The irony of the hyperobject schematic is that
it suggests a further definition of the idea of landscape. The spatial implications of Morton’s
hyperobject lead him to the conclusion that space is not a container but rather
a space-time manifold. This definition
is drawn directly from Graham Harman’s definition of space in Guerrilla Metaphysics and is based on a
topological understanding of space. This
area of study has not been explicitly explored by landscape theorists, but it
is fundamental to any real definition of landscape as a practice that is
concerned with the properties of an object that remain or persist under
continuous deformation, be it the erosion of slopes, the growth of plants, or
the contingent choreography of people tailgating before a football game.

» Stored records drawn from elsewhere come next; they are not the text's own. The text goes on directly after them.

//! Phrase extraction.
//!
//! Morphological segmentation under-joins compound nouns: `仮想通貨取引所`
//! comes back as three nouns. The extractor greedily re-joins adjacent
//! noun, suffix, and particle-suffix runs into one candidate phrase, and
//! treats symbols and any other word class as hard phrase boundaries.
//!
//! # State
//!
//! | Field | Meaning |
//! |-------|---------|
//! | `current` | phrase being accumulated |
//! | `prior_adjective` | last adjective seen, seeds the next noun phrase once |
//! | `seen` | surface forms already consumed in this post |
//!
//! # Transitions
//!
//! | Token class | Effect |
//! |-------------|--------|
//! | repeated surface | skipped entirely |
//! | whitespace | skipped |
//! | symbol | flush |
//! | noun (general, proper, verbal, numeral) without disruptive characters | seed, append |
//! | noun suffix, `current` non-empty | seed, append |
//! | other noun | seed, flush |
//! | custom noun | seed, append |
//! | particle suffix, `current` non-empty | append |
//! | adjective | remember, flush |
//! | anything else | flush |
//!
//! "Seed" means: if `current` is empty and an adjective is remembered, the
//! adjective becomes the start of `current` and is forgotten. End of input
//! is a final flush; flushing an empty accumulator emits nothing.

use crate::models::{NounKind, Token, TokenClass};
use std::collections::HashSet;

/// Characters that keep a noun from joining a phrase.
const DISRUPTIVE_CHARS: [char; 6] = ['(', ')', '〜', '#', '*', '/'];

/// Phrases that are never stored even when extracted.
const DEFAULT_BAD_WORDS: &[&str] = &[
    "ー", "〜", "is", "of", "at", "in", "to", "I", "me", "a", "and", "/", "RE:",
];

/// Exact-match stopword filter applied to extracted phrases.
#[derive(Debug, Clone)]
pub struct BadWordSet {
    words: HashSet<String>,
}

impl BadWordSet {
    /// Creates a set from the given words.
    #[must_use]
    pub fn new<S: Into<String>>(words: impl IntoIterator<Item = S>) -> Self {
        Self {
            words: words.into_iter().map(Into::into).collect(),
        }
    }

    /// Returns a copy of the set extended with `extra` words.
    #[must_use]
    pub fn with_extra<S: Into<String>>(mut self, extra: impl IntoIterator<Item = S>) -> Self {
        self.words.extend(extra.into_iter().map(Into::into));
        self
    }

    /// Returns `true` if `phrase` must not be stored.
    #[must_use]
    pub fn rejects(&self, phrase: &str) -> bool {
        phrase.is_empty() || self.words.contains(phrase)
    }

    /// Number of words in the set.
    #[must_use]
    pub fn len(&self) -> usize {
        self.words.len()
    }

    /// Returns `true` if the set is empty.
    #[must_use]
    pub fn is_empty(&self) -> bool {
        self.words.is_empty()
    }
}

impl Default for BadWordSet {
    fn default() -> Self {
        Self::new(DEFAULT_BAD_WORDS.iter().copied())
    }
}

/// Folds one post's token sequence into completed phrases.
///
/// A single-pass iterator: create a new extractor for every post.
#[derive(Debug)]
pub struct PhraseExtractor<I> {
    tokens: I,
    current: String,
    prior_adjective: Option<String>,
    seen: HashSet<String>,
    finished: bool,
}

impl<I> PhraseExtractor<I>
where
    I: Iterator<Item = Token>,
{
    /// Creates an extractor over the tokens of one post.
    pub fn new(tokens: impl IntoIterator<Item = Token, IntoIter = I>) -> Self {
        Self {
            tokens: tokens.into_iter(),
            current: String::new(),
            prior_adjective: None,
            seen: HashSet::new(),
            finished: false,
        }
    }

    /// Takes the accumulated phrase, if any.
    fn flush(&mut self) -> Option<String> {
        if self.current.is_empty() {
            None
        } else {
            Some(std::mem::take(&mut self.current))
        }
    }

    /// Starts a phrase with the remembered adjective when nothing is accumulated.
    ///
    /// The adjective is consumed here: it prefixes only the first noun phrase
    /// that follows it, and later phrases in the same post start bare.
    fn seed(&mut self) {
        if self.current.is_empty() {
            if let Some(adjective) = self.prior_adjective.take() {
                self.current = adjective;
            }
        }
    }

    /// Applies one token. Returns a phrase when the token closes one.
    fn step(&mut self, token: Token) -> Option<String> {
        if !self.seen.insert(token.surface.clone()) {
            return None;
        }

        match token.class() {
            TokenClass::Whitespace => None,
            TokenClass::Noun(kind) => {
                self.seed();
                let joins = if kind.is_content() {
                    !token.surface.contains(DISRUPTIVE_CHARS)
                } else {
                    kind == NounKind::Suffix && !self.current.is_empty()
                };
                if joins {
                    self.current.push_str(&token.surface);
                    None
                } else {
                    self.flush()
                }
            },
            TokenClass::CustomNoun => {
                self.seed();
                self.current.push_str(&token.surface);
                None
            },
            TokenClass::ParticleSuffix if !self.current.is_empty() => {
                self.current.push_str(&token.surface);
                None
            },
            TokenClass::Adjective => {
                self.prior_adjective = Some(token.surface);
                self.flush()
            },
            TokenClass::Symbol | TokenClass::ParticleSuffix | TokenClass::Other => self.flush(),
        }
    }
}

impl<I> Iterator for PhraseExtractor<I>
where
    I: Iterator<Item = Token>,
{
    type Item = String;

    fn next(&mut self) -> Option<String> {
        if self.finished {
            return None;
        }
        while let Some(token) = self.tokens.next() {
            if let Some(phrase) = self.step(token) {
                return Some(phrase);
            }
        }
        self.finished = true;
        self.flush()
    }
}
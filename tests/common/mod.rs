#![allow(dead_code)]

use std::time::Duration;

use filmoteka::{
    config::Config,
    db,
    models::{ActorRef, Movie, NewActor, NewMovie},
    relations::LoadStrategy,
    repository::Repository,
};
use jiff::civil::date;

pub const MEMORY_URL: &str = "sqlite::memory:";

pub async fn repo() -> Repository {
    repo_with(LoadStrategy::Joined).await
}

pub async fn repo_with(strategy: LoadStrategy) -> Repository {
    let db = db::connect_and_migrate(MEMORY_URL, 1).await.unwrap();
    Repository::new(db, Duration::from_secs(5), strategy)
}

/// The in-memory pool has one connection, so a transaction held by the test
/// stalls every repository call until it ends.
pub async fn repo_with_timeout(timeout: Duration) -> Repository {
    let db = db::connect_and_migrate(MEMORY_URL, 1).await.unwrap();
    Repository::new(db, timeout, LoadStrategy::Joined)
}

pub fn config() -> Config {
    Config {
        addr: "127.0.0.1:0".parse().unwrap(),
        database_url: MEMORY_URL.to_string(),
        db_max_connections: 1,
        db_timeout: Duration::from_secs(5),
        request_timeout: Duration::from_secs(10),
        load_strategy: LoadStrategy::Joined,
    }
}

pub fn new_actor(name: &str) -> NewActor {
    NewActor {
        name: name.to_string(),
        gender: "female".to_string(),
        date_of_birth: date(1970, 1, 1),
    }
}

pub fn new_movie(name: &str, actor_ids: &[i64]) -> NewMovie {
    NewMovie {
        name: name.to_string(),
        description: format!("{name} description"),
        release_date: date(1999, 3, 31),
        rating: 7,
        actors: actor_ids.iter().map(|&id| ActorRef { id }).collect(),
    }
}

pub fn actor_ids(movie: &Movie) -> Vec<i64> {
    movie.actors.iter().map(|a| a.id).collect()
}

pub fn sorted(mut ids: Vec<i64>) -> Vec<i64> {
    ids.sort_unstable();
    ids
}
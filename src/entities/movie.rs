use sea_orm::entity::prelude::*;

#[derive(Clone, Debug, PartialEq, Eq, DeriveEntityModel)]
#[sea_orm(table_name = "movies")]
pub struct Model {
    #[sea_orm(primary_key)]
    pub id: i64,
    pub name: String,
    /// `name` lower-cased in Rust; substring filters match against it.
    pub name_folded: String,
    #[sea_orm(column_type = "Text")]
    pub description: String,
    pub release_date: String,
    pub rating: i64,
}

#[derive(Copy, Clone, Debug, EnumIter, DeriveRelation)]
pub enum Relation {
    #[sea_orm(has_many = "super::movie_actor::Entity")]
    MovieActor,
}

impl Related<super::movie_actor::Entity> for Entity {
    fn to() -> RelationDef {
        Relation::MovieActor.def()
    }
}

impl Related<super::actor::Entity> for Entity {
    fn to() -> RelationDef {
        super::movie_actor::Relation::Actor.def()
    }

    fn via() -> Option<RelationDef> {
        Some(super::movie_actor::Relation::Movie.def().rev())
    }
}

impl ActiveModelBehavior for ActiveModel {}
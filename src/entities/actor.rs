use sea_orm::entity::prelude::*;

#[derive(Clone, Debug, PartialEq, Eq, DeriveEntityModel)]
#[sea_orm(table_name = "actors")]
pub struct Model {
    #[sea_orm(primary_key)]
    pub id: i64,
    pub name: String,
    /// `name` lower-cased in Rust; substring filters match against it.
    pub name_folded: String,
    pub gender: String,
    pub date_of_birth: String,
}

#[derive(Copy, Clone, Debug, EnumIter, DeriveRelation)]
pub enum Relation {
    #[sea_orm(has_many = "super::movie_actor::Entity")]
    MovieActor,
}

impl Related<super::movie_actor::Entity> for Entity {
    fn to() -> RelationDef {
        Relation::MovieActor.def()
    }
}

impl Related<super::movie::Entity> for Entity {
    fn to() -> RelationDef {
        super::movie_actor::Relation::Movie.def()
    }

    fn via() -> Option<RelationDef> {
        Some(super::movie_actor::Relation::Actor.def().rev())
    }
}

impl ActiveModelBehavior for ActiveModel {}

We have proposed before that a topological
study of landscapes might offer a way in to better understand the differences
in fixity and contingency in the landscapes we inhabit. For all its flaws, Morton’s essay ultimately
establishes a different imperative:
“Once we become aware of long-term effects of hyperobjects, we cannot
abolish this awareness, and so they corrde our ability to make firm decisions
in the present. Hyperobjects force us to
live this paradox, and design with it.”
It’s all very Genesis 3:6. Nonetheless, it does point to a real
difference between intentionality and agency in the landscape, and compellingly
suggests future landscape designs will have to grapple with this minute chasm. More hopefully, it offers the rudiments of
some of the conceptual tools that will be needed in this task, specifically his
defining and characterizing of the hyperobject and challenging the historical
biases and weaknesses of the landscape approach. These should be further prototyped and tested
and added to the good work already underway.
[Adam, Eve, Satan, the hills, the sky, the groundwater, the mycorrhizae, all together in the Garden of Eden hyperobject/landscape on the Sistine Chapel]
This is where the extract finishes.